• **WORK REQUIRED**
Report all lines below with the word "changed".

• **DATA FOR THE TASK**
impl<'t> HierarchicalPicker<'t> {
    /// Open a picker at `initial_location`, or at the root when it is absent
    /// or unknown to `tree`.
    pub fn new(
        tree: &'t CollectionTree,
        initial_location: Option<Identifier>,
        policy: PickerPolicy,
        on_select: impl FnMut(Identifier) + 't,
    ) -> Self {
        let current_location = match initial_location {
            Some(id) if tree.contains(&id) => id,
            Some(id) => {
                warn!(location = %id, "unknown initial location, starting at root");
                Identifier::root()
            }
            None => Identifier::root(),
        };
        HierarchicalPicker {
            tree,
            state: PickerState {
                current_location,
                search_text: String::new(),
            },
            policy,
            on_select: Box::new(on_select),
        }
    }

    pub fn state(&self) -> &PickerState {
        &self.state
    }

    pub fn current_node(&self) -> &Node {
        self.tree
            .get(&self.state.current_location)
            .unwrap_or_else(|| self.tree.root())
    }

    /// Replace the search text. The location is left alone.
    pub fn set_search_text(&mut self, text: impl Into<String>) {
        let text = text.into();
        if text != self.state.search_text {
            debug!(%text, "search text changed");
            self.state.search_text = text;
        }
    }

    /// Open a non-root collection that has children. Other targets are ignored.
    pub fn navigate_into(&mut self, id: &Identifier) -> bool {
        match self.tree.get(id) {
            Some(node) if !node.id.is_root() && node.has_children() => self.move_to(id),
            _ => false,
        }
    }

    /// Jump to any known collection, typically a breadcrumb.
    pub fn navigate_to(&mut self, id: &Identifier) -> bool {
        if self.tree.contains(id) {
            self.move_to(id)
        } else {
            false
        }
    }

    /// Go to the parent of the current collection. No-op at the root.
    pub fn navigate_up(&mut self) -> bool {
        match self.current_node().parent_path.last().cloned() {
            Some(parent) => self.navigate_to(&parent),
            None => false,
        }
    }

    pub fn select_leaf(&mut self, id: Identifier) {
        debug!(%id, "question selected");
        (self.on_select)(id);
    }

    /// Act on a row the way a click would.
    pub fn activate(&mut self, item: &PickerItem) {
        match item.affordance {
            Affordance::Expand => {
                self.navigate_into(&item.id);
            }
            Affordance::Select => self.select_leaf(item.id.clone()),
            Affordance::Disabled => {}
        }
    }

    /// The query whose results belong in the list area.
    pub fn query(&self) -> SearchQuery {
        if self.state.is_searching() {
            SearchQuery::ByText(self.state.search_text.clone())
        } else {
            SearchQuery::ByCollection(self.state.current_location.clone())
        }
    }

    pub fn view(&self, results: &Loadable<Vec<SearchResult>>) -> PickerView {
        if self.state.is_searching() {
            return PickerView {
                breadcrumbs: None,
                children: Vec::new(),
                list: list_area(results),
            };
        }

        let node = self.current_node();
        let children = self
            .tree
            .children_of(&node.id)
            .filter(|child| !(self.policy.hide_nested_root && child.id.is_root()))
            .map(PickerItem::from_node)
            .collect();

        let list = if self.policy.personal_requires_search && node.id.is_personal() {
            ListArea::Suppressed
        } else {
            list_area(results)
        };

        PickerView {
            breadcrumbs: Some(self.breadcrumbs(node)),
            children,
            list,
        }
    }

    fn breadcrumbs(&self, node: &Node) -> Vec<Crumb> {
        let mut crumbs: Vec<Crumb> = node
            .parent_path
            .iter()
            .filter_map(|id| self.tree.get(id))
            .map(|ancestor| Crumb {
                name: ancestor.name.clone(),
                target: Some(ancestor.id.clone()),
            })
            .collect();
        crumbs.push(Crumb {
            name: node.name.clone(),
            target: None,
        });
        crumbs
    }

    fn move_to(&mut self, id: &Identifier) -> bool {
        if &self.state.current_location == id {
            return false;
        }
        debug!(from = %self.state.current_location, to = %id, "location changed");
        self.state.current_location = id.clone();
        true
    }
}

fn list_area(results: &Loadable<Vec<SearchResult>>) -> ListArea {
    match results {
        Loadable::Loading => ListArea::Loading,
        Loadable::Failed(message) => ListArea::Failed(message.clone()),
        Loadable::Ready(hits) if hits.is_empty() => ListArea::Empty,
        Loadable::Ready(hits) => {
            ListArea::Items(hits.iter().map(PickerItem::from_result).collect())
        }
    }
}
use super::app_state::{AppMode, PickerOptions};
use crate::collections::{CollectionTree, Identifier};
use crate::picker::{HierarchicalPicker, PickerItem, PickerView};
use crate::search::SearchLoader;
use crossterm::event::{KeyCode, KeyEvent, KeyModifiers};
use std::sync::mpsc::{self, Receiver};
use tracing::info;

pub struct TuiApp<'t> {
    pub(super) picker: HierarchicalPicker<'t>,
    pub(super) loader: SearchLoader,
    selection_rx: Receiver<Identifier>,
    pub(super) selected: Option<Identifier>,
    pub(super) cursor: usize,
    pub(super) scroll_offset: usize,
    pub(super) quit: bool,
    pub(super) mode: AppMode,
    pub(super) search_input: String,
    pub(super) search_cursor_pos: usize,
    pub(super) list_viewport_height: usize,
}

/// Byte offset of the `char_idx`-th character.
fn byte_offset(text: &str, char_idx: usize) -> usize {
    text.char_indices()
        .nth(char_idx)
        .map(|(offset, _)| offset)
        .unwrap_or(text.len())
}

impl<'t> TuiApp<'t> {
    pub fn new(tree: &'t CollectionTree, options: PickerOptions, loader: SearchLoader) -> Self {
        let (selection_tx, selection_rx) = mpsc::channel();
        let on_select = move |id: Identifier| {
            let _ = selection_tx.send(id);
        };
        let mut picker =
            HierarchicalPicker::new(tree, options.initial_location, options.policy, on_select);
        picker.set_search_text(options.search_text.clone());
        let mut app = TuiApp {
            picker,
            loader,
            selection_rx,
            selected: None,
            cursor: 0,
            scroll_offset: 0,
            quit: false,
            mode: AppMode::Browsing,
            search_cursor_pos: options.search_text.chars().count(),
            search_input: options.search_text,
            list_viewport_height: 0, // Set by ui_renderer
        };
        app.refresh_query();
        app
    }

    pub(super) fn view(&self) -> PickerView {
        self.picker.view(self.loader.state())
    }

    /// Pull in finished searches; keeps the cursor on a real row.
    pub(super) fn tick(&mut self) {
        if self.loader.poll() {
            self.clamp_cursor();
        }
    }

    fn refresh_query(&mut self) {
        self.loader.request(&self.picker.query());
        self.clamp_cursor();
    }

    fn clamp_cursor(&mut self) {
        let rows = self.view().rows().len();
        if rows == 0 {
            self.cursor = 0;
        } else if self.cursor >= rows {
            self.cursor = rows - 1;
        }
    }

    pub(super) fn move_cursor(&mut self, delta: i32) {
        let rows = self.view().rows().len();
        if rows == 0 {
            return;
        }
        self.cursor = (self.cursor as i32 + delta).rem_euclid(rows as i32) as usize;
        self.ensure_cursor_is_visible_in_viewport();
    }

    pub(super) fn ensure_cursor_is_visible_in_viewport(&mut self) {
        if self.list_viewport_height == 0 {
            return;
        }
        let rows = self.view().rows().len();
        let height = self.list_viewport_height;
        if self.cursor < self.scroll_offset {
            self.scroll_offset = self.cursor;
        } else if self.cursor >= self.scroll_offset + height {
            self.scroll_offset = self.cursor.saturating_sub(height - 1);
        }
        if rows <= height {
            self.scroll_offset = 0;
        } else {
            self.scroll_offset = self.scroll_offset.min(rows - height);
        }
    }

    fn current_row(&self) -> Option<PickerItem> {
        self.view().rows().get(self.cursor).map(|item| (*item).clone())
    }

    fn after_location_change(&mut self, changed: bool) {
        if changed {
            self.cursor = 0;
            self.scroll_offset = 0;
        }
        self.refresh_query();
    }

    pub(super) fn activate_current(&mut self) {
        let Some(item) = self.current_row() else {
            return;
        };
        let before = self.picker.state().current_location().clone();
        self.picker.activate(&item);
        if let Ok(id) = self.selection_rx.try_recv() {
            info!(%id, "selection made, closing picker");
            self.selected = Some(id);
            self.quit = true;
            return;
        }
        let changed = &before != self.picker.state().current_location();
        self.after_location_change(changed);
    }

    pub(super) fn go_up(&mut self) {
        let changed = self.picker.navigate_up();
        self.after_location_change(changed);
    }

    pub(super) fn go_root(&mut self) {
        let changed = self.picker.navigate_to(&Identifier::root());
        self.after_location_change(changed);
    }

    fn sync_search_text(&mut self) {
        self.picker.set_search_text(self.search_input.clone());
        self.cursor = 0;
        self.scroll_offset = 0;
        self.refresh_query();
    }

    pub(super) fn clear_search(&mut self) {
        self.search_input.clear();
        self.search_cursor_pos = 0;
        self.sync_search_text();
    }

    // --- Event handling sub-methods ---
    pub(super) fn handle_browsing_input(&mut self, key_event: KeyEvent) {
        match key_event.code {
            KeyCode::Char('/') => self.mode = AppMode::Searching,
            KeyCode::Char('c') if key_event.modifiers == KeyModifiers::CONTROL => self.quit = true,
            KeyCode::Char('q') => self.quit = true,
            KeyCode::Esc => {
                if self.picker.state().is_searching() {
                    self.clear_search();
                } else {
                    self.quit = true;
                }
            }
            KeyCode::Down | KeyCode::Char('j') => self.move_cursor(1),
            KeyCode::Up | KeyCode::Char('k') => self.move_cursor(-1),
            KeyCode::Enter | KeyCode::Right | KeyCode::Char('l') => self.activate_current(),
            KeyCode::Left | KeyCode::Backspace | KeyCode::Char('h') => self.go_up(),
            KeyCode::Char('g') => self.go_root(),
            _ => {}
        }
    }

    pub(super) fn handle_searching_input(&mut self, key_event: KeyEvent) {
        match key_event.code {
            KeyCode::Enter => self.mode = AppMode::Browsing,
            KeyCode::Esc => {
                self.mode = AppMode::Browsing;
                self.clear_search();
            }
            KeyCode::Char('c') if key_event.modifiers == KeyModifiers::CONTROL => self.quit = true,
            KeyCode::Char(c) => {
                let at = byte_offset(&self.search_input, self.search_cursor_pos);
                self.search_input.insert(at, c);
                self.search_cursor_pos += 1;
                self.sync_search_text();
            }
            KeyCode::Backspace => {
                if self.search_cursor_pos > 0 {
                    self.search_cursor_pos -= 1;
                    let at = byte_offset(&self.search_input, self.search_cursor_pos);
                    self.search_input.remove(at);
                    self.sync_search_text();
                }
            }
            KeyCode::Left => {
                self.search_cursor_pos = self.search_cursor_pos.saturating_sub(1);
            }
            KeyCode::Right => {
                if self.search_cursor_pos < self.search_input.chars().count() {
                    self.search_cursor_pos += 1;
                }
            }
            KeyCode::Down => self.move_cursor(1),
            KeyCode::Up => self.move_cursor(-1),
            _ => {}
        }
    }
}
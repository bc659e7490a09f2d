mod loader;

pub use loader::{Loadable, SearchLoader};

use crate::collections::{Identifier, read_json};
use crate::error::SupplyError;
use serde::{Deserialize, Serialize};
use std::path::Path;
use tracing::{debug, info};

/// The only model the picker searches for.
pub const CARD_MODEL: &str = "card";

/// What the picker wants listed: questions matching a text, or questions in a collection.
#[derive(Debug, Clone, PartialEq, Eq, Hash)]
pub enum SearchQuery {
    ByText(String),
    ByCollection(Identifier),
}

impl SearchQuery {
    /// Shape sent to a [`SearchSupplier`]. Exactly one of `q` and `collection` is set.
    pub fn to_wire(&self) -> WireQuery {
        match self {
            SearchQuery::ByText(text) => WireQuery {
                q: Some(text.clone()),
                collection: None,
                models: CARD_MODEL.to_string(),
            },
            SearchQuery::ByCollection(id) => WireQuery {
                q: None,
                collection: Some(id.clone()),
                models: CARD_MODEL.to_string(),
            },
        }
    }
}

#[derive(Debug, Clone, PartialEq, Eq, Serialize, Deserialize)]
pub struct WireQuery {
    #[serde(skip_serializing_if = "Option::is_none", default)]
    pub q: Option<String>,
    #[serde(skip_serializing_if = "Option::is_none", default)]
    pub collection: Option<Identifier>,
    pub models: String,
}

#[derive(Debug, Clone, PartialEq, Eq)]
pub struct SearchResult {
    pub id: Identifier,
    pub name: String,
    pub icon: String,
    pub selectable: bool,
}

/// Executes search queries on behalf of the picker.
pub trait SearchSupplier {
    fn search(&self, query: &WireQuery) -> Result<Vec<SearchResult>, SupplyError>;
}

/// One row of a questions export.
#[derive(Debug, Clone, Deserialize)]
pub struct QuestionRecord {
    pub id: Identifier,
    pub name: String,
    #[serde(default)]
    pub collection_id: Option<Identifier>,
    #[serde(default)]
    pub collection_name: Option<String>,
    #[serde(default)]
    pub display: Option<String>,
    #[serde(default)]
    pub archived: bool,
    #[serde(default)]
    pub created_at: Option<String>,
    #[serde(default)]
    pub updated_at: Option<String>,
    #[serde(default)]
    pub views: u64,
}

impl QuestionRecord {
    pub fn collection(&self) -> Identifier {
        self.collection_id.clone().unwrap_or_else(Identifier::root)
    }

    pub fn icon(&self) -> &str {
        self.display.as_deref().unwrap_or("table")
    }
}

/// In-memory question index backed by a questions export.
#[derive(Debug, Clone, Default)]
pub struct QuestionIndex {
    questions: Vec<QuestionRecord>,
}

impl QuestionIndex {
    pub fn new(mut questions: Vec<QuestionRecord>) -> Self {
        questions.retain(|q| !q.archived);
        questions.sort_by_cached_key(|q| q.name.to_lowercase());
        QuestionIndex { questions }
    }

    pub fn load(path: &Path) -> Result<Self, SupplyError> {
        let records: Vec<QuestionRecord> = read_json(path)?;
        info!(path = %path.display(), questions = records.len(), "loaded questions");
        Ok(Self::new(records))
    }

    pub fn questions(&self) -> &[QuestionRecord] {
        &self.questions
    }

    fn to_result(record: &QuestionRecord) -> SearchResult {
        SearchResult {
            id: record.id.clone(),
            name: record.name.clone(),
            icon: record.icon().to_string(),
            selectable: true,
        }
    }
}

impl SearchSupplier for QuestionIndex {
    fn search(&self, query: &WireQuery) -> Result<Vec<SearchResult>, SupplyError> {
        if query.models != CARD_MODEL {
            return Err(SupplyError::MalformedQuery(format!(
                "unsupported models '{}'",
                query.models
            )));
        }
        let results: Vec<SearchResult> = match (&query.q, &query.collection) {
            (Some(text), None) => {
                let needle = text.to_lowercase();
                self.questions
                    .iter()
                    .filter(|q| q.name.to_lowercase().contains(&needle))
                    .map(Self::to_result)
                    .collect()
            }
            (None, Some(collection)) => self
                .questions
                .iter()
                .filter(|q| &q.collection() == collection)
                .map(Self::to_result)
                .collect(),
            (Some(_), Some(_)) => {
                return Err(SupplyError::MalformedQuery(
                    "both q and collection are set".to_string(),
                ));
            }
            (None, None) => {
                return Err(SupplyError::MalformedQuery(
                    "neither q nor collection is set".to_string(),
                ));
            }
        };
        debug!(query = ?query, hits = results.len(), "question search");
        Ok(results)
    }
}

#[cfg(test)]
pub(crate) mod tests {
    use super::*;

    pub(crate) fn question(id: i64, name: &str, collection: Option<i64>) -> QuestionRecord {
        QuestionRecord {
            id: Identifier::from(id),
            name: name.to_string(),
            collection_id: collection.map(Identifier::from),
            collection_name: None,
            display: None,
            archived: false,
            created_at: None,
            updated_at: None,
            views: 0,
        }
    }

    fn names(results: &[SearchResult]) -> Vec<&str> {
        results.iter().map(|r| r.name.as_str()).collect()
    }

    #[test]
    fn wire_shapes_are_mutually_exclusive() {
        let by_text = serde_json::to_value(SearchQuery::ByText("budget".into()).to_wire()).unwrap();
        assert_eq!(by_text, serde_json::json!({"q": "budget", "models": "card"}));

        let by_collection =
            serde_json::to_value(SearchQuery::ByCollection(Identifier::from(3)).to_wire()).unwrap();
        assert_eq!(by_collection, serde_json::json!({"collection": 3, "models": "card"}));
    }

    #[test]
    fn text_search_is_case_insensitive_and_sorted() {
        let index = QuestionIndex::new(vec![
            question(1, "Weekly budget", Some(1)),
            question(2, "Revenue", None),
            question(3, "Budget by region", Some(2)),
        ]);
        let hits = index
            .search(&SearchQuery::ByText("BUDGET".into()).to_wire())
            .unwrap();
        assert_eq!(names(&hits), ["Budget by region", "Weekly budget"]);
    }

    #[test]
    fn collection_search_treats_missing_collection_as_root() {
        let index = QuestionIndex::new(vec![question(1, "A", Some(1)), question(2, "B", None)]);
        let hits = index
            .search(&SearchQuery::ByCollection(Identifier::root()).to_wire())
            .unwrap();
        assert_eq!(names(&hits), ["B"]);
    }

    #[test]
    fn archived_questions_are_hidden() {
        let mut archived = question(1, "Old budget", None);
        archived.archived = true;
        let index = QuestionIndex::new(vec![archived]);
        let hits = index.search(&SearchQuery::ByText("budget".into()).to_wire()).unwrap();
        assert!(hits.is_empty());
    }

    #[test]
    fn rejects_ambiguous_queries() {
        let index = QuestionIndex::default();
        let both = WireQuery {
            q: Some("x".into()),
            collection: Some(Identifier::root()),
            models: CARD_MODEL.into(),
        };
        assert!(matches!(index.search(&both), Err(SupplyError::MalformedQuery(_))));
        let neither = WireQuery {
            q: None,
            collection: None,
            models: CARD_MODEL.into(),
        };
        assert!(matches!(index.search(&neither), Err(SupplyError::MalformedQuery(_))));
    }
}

• **TASK RESPONSE**
            debug!(%text, "search text changed");
        debug!(from = %self.state.current_location, to = %id, "location changed");
    fn after_location_change(&mut self, changed: bool) {
        if changed {
        let changed = &before != self.picker.state().current_location();
        self.after_location_change(changed);
        let changed = self.picker.navigate_up();
        self.after_location_change(changed);
        let changed = self.picker.navigate_to(&Identifier::root());
        self.after_location_change(changed);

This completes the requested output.